To answer, print the line containing "Ok(QuizOutcome::Finished)" and each line after it in the listing below, exactly as they stand.
(Data to process begins)
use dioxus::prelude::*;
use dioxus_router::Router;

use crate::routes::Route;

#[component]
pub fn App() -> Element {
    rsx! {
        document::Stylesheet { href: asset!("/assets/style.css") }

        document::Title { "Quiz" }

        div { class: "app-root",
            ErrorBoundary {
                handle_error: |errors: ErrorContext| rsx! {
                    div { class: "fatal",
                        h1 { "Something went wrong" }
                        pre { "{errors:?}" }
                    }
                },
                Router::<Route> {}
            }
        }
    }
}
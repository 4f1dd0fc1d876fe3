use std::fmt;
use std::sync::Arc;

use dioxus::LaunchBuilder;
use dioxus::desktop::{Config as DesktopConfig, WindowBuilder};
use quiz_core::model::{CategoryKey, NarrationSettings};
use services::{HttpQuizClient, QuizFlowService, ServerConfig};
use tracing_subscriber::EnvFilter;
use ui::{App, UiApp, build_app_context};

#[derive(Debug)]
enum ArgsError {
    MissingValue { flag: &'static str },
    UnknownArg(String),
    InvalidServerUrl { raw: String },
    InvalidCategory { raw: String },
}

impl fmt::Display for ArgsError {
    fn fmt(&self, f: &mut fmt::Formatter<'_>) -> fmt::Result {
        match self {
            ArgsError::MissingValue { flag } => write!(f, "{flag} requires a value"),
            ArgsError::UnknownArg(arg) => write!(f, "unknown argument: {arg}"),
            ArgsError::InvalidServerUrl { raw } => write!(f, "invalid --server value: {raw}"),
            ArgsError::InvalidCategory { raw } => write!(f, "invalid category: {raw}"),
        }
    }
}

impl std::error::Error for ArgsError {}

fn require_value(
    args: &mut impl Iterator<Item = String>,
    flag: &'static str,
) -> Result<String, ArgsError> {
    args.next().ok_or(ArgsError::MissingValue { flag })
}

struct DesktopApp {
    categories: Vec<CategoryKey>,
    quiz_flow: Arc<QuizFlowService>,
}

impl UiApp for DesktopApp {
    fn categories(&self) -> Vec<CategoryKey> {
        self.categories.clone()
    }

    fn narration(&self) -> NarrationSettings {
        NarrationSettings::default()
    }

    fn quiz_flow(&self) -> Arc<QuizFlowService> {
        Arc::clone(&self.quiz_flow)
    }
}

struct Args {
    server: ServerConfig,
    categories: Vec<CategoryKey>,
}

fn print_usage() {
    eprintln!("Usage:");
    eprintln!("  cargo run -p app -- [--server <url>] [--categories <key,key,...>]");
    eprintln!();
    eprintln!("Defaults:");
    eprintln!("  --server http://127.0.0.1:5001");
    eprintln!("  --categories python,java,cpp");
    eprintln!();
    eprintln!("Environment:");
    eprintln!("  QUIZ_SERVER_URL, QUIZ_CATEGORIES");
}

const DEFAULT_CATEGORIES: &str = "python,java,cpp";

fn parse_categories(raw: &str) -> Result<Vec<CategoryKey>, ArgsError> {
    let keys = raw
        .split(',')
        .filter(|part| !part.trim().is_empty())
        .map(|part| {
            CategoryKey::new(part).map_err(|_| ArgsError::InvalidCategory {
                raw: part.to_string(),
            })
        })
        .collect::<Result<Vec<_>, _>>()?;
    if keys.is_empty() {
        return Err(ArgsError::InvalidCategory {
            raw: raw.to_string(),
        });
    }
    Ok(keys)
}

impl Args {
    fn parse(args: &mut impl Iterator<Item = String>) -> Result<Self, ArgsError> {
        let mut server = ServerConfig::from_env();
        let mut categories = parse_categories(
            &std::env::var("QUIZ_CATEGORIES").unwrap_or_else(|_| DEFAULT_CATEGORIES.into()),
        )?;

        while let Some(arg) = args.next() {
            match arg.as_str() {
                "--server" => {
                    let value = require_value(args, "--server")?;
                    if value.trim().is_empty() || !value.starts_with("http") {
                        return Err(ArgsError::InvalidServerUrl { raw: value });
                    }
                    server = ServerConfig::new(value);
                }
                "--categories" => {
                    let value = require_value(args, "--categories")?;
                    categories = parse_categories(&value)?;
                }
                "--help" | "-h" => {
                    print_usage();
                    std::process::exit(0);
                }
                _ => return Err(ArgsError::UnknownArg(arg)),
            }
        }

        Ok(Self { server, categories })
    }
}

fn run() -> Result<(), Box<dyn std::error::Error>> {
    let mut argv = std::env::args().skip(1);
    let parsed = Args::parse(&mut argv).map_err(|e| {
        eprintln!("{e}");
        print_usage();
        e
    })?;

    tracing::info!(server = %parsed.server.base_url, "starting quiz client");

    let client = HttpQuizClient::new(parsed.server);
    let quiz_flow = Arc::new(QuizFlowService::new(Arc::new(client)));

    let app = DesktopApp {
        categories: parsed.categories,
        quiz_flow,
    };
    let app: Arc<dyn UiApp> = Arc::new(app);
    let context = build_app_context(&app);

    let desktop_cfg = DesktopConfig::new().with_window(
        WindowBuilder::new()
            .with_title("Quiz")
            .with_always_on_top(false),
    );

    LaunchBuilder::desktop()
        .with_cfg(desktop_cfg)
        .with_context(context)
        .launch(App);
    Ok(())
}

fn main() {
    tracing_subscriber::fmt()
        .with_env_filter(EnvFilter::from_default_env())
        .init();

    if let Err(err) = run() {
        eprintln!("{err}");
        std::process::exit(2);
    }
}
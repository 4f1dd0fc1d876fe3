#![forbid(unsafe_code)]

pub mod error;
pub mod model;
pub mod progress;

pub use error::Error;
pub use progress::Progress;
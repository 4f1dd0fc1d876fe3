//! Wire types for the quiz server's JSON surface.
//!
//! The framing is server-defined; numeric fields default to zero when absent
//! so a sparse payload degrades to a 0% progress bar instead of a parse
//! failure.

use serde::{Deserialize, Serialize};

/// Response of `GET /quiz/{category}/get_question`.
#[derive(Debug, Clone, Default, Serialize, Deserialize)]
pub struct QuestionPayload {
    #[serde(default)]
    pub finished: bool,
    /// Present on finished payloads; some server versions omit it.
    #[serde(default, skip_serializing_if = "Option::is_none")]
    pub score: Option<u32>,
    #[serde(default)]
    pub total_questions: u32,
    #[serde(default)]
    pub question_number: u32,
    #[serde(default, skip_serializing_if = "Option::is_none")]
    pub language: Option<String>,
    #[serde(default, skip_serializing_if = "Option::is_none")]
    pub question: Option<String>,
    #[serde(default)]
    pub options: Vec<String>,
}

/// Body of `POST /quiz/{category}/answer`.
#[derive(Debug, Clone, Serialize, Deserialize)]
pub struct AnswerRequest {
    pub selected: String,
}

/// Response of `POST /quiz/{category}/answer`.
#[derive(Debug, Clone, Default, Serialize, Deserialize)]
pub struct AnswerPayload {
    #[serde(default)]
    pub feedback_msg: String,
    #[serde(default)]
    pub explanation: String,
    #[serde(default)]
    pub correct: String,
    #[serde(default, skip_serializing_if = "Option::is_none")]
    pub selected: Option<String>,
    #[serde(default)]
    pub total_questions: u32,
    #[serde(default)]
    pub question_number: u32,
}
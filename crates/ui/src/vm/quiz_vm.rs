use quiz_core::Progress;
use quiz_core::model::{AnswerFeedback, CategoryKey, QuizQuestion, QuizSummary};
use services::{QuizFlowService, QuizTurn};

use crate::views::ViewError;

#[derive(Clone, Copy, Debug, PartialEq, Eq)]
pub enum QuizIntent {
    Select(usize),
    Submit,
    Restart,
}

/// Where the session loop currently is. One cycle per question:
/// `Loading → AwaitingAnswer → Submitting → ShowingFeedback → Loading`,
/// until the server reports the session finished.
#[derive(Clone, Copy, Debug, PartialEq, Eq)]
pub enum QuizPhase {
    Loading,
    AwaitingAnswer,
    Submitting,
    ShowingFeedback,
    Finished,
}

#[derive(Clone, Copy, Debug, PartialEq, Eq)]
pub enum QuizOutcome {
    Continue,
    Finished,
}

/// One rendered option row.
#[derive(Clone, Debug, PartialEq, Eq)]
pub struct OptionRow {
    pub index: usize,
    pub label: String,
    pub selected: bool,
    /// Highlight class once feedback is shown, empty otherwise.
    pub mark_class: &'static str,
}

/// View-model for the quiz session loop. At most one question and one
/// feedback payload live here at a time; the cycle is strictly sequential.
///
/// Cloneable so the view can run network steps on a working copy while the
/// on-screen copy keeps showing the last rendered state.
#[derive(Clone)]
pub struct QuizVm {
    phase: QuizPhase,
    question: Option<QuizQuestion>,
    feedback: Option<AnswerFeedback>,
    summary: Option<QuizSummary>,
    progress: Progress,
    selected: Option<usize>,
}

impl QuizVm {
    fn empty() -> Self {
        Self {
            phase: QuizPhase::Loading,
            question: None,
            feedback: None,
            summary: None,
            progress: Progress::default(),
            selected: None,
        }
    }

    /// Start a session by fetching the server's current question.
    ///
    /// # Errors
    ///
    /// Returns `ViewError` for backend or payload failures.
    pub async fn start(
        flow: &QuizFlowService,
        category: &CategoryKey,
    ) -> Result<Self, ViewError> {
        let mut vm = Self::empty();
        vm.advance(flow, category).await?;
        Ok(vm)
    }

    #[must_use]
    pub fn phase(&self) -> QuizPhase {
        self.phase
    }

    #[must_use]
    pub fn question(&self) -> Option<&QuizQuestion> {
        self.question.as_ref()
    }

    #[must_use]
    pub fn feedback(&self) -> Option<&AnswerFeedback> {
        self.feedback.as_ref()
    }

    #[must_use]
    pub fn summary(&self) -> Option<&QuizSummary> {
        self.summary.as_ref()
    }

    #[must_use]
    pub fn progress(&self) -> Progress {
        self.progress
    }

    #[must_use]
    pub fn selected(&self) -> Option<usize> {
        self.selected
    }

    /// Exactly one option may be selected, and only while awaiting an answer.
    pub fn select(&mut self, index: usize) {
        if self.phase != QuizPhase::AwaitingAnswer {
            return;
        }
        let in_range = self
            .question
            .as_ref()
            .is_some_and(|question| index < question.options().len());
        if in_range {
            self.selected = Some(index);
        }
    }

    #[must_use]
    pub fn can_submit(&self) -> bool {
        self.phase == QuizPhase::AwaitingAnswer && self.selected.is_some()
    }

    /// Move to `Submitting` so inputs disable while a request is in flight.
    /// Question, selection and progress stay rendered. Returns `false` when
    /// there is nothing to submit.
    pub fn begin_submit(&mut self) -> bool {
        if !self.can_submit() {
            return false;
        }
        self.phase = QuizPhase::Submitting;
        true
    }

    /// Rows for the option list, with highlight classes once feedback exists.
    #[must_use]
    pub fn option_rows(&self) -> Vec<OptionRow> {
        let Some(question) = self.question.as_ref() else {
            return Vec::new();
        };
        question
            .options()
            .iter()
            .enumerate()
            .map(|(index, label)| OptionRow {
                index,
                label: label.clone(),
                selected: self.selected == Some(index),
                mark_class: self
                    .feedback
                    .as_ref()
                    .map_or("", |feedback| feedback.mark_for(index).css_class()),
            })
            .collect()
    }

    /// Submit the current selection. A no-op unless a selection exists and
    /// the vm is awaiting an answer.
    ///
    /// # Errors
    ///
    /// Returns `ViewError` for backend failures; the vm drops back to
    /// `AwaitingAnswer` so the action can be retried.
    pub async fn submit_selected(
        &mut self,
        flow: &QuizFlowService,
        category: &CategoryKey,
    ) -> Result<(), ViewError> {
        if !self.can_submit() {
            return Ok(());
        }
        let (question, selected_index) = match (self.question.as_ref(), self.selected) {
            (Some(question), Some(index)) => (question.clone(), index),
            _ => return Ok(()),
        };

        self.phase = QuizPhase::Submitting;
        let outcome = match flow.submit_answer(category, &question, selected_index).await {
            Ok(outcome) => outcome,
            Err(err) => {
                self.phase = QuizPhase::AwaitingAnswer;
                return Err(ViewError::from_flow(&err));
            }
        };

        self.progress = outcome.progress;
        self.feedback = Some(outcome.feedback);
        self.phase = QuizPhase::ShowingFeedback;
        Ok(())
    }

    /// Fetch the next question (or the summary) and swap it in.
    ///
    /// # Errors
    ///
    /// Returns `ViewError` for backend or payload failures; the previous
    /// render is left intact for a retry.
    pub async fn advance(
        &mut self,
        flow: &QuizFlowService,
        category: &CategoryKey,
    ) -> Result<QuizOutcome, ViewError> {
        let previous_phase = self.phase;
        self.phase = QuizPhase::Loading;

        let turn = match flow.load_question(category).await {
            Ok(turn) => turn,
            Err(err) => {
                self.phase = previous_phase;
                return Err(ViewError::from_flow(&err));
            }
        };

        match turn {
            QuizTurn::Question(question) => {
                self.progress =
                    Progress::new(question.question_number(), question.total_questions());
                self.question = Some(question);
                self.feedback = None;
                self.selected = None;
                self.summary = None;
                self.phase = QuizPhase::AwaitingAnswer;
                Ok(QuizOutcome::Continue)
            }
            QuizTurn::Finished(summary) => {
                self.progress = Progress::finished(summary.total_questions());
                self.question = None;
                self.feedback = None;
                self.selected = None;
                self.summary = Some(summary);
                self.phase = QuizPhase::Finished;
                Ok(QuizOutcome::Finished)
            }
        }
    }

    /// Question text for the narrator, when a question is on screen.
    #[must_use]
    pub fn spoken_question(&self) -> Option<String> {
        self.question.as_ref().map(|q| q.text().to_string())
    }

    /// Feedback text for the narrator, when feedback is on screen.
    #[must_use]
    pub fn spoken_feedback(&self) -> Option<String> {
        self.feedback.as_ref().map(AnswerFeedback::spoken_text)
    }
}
(Data to process ends)
> [Answer]
                Ok(QuizOutcome::Finished)
            }
        }
    }

    /// Question text for the narrator, when a question is on screen.
    #[must_use]
    pub fn spoken_question(&self) -> Option<String> {
        self.question.as_ref().map(|q| q.text().to_string())
    }

    /// Feedback text for the narrator, when feedback is on screen.
    #[must_use]
    pub fn spoken_feedback(&self) -> Option<String> {
        self.feedback.as_ref().map(AnswerFeedback::spoken_text)
    }
}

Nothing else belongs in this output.